## YOUR GOAL
In the listing that follows, locate the line containing "for en in &contract.enums" and the line containing "for event in". Retype exactly those two lines and every line between them, and nothing more.

## DATA RECORDS
BEGIN
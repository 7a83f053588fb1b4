pub mod globals;
pub mod ids;
pub mod inheritance;
pub mod members;
pub mod registration;
pub mod resolve;
pub mod scope;
pub mod typecheck;
pub mod types;

use rustc_hash::{FxHashMap, FxHashSet};

use crate::ast::{
    Block, ContractDefinition, EnumDefinition, EnumValue, EventDefinition, FunctionDefinition,
    ModifierDefinition, NodeId, SourceUnit, Statement, StmtKind, StructDefinition,
    VariableDeclaration,
};
use crate::errors::{contains_error, Diagnostic};
use ids::DeclId;
use scope::ScopeTable;
use types::Type;

/// A typed borrow of a declaration node, for id-based lookup.
#[derive(Clone, Copy)]
pub enum NodeRef<'ast> {
    Contract(&'ast ContractDefinition),
    Struct(&'ast StructDefinition),
    Enum(&'ast EnumDefinition),
    EnumValue(&'ast EnumValue),
    Function(&'ast FunctionDefinition),
    Modifier(&'ast ModifierDefinition),
    Event(&'ast EventDefinition),
    Variable(&'ast VariableDeclaration),
}

/// Maps declaration node ids back to their AST nodes. The AST is the arena;
/// this index is the only way analysis code reaches a node from a `DeclId`.
pub struct NodeIndex<'ast> {
    map: FxHashMap<NodeId, NodeRef<'ast>>,
}

impl<'ast> NodeIndex<'ast> {
    pub fn build(unit: &'ast SourceUnit) -> Self {
        let mut map = FxHashMap::default();
        for contract in &unit.contracts {
            map.insert(contract.id, NodeRef::Contract(contract));
            for strukt in &contract.structs {
                map.insert(strukt.id, NodeRef::Struct(strukt));
                for member in &strukt.members {
                    map.insert(member.id, NodeRef::Variable(member));
                }
            }
            for en in &contract.enums {
                map.insert(en.id, NodeRef::Enum(en));
                for value in &en.values {
                    map.insert(value.id, NodeRef::EnumValue(value));
                }
            }
            for variable in &contract.state_variables {
                map.insert(variable.id, NodeRef::Variable(variable));
            }
            for event in &contract.events {
                map.insert(event.id, NodeRef::Event(event));
                for param in &event.parameters {
                    map.insert(param.id, NodeRef::Variable(param));
                }
            }
            for modifier in &contract.modifiers {
                map.insert(modifier.id, NodeRef::Modifier(modifier));
                for param in &modifier.parameters {
                    map.insert(param.id, NodeRef::Variable(param));
                }
                index_block(&modifier.body, &mut map);
            }
            for function in &contract.functions {
                map.insert(function.id, NodeRef::Function(function));
                for param in function
                    .parameters
                    .iter()
                    .chain(function.return_parameters.iter())
                {
                    map.insert(param.id, NodeRef::Variable(param));
                }
                if let Some(body) = &function.body {
                    index_block(body, &mut map);
                }
            }
        }
        Self { map }
    }

    pub fn get(&self, id: NodeId) -> NodeRef<'ast> {
        self.map[&id]
    }

    pub fn contract(&self, id: NodeId) -> &'ast ContractDefinition {
        match self.map[&id] {
            NodeRef::Contract(node) => node,
            _ => unreachable!("node {id:?} is not a contract"),
        }
    }

    pub fn strukt(&self, id: NodeId) -> &'ast StructDefinition {
        match self.map[&id] {
            NodeRef::Struct(node) => node,
            _ => unreachable!("node {id:?} is not a struct"),
        }
    }

    pub fn function(&self, id: NodeId) -> &'ast FunctionDefinition {
        match self.map[&id] {
            NodeRef::Function(node) => node,
            _ => unreachable!("node {id:?} is not a function"),
        }
    }

    pub fn modifier(&self, id: NodeId) -> &'ast ModifierDefinition {
        match self.map[&id] {
            NodeRef::Modifier(node) => node,
            _ => unreachable!("node {id:?} is not a modifier"),
        }
    }

    pub fn event(&self, id: NodeId) -> &'ast EventDefinition {
        match self.map[&id] {
            NodeRef::Event(node) => node,
            _ => unreachable!("node {id:?} is not an event"),
        }
    }

    pub fn variable(&self, id: NodeId) -> &'ast VariableDeclaration {
        match self.map[&id] {
            NodeRef::Variable(node) => node,
            _ => unreachable!("node {id:?} is not a variable"),
        }
    }
}

/// Index local variable declarations inside a body.
fn index_block<'ast>(block: &'ast Block, map: &mut FxHashMap<NodeId, NodeRef<'ast>>) {
    for statement in &block.statements {
        index_statement(statement, map);
    }
}

fn index_statement<'ast>(statement: &'ast Statement, map: &mut FxHashMap<NodeId, NodeRef<'ast>>) {
    match &statement.kind {
        StmtKind::Block(block) => index_block(block, map),
        StmtKind::If {
            then_branch,
            else_branch,
            ..
        } => {
            index_statement(then_branch, map);
            if let Some(else_branch) = else_branch {
                index_statement(else_branch, map);
            }
        }
        StmtKind::While { body, .. } => index_statement(body, map),
        StmtKind::For { init, body, .. } => {
            if let Some(init) = init {
                index_statement(init, map);
            }
            index_statement(body, map);
        }
        StmtKind::VariableDeclaration(variable) => {
            map.insert(variable.id, NodeRef::Variable(variable));
        }
        _ => {}
    }
}

/// All annotations produced by the passes, keyed by node or declaration id.
/// Each entry is written at most once per pass and read-only afterwards.
#[derive(Default)]
pub struct Annotations {
    /// Expression types, plus the declared/inferred type of each variable
    /// declaration (keyed by the declaration's node id).
    pub types: FxHashMap<NodeId, Type>,
    pub referenced_declaration: FxHashMap<NodeId, DeclId>,
    /// Candidate sets recorded for overloaded names; pruned by the checker.
    pub overloaded_declarations: FxHashMap<NodeId, Vec<DeclId>>,
    /// Argument types seen at a call site, stored on the callee node.
    pub argument_types: FxHashMap<NodeId, Vec<Type>>,
    pub is_lvalue: FxHashSet<NodeId>,
    pub lvalue_requested: FxHashSet<NodeId>,
    pub is_struct_constructor_call: FxHashSet<NodeId>,
    pub is_type_conversion: FxHashSet<NodeId>,
    pub common_type: FxHashMap<NodeId, Type>,
    /// Return statement -> the function whose return parameters apply.
    pub function_return_parameters: FxHashMap<NodeId, DeclId>,
    /// Identifier -> the contract inside which it was resolved.
    pub contract_scope: FxHashMap<NodeId, DeclId>,
    /// Declaration node -> its entry in the declaration table.
    pub decl_of: FxHashMap<NodeId, DeclId>,
    /// Types of the seeded global declarations.
    pub builtin_types: FxHashMap<DeclId, Type>,
    /// Function -> local variables declared in its body, in source order.
    pub function_locals: FxHashMap<DeclId, Vec<DeclId>>,
    pub canonical_name: FxHashMap<DeclId, String>,
    /// Derived-to-base, starting with the contract itself.
    pub linearized_base_contracts: FxHashMap<DeclId, Vec<DeclId>>,
    pub contract_dependencies: FxHashMap<DeclId, FxHashSet<DeclId>>,
    pub is_fully_implemented: FxHashMap<DeclId, bool>,
}

/// The result of semantic analysis.
pub struct AnalysisResult {
    pub scopes: ScopeTable,
    pub annotations: Annotations,
    pub diagnostics: Vec<Diagnostic>,
}

impl AnalysisResult {
    /// Analysis succeeded iff no non-warning diagnostic was recorded.
    pub fn succeeded(&self) -> bool {
        !contains_error(&self.diagnostics)
    }
}

/// Run all semantic analysis passes on a parsed source unit.
pub fn analyze(unit: &SourceUnit) -> AnalysisResult {
    let nodes = NodeIndex::build(unit);
    let mut scopes = ScopeTable::new();
    let mut annotations = Annotations::default();
    let mut diagnostics = Vec::new();

    globals::seed(&mut scopes, &mut annotations);

    // Pass 1: build the scope tree and register every declaration.
    if registration::register_declarations(unit, &mut scopes, &mut annotations, &mut diagnostics)
        .is_err()
    {
        return AnalysisResult {
            scopes,
            annotations,
            diagnostics,
        };
    }

    // Pass 2: per contract, linearize bases, import inherited scope, and
    // bind every reference. A fatal error abandons the contract and
    // continues with the next sibling.
    let mut failed: FxHashSet<NodeId> = FxHashSet::default();
    for contract in &unit.contracts {
        if resolve::resolve_contract(contract, &nodes, &mut scopes, &mut annotations, &mut diagnostics)
            .is_err()
        {
            failed.insert(contract.id);
        }
    }

    // Pass 3: type checking, skipping contracts whose resolution bailed.
    for contract in &unit.contracts {
        if failed.contains(&contract.id) {
            continue;
        }
        let _ = typecheck::check_contract(contract, &nodes, &scopes, &mut annotations, &mut diagnostics);
    }

    AnalysisResult {
        scopes,
        annotations,
        diagnostics,
    }
}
END
## WRITTEN RESPONSE
            for en in &contract.enums {
                map.insert(en.id, NodeRef::Enum(en));
                for value in &en.values {
                    map.insert(value.id, NodeRef::EnumValue(value));
                }
            }
            for variable in &contract.state_variables {
                map.insert(variable.id, NodeRef::Variable(variable));
            }
            for event in &contract.events {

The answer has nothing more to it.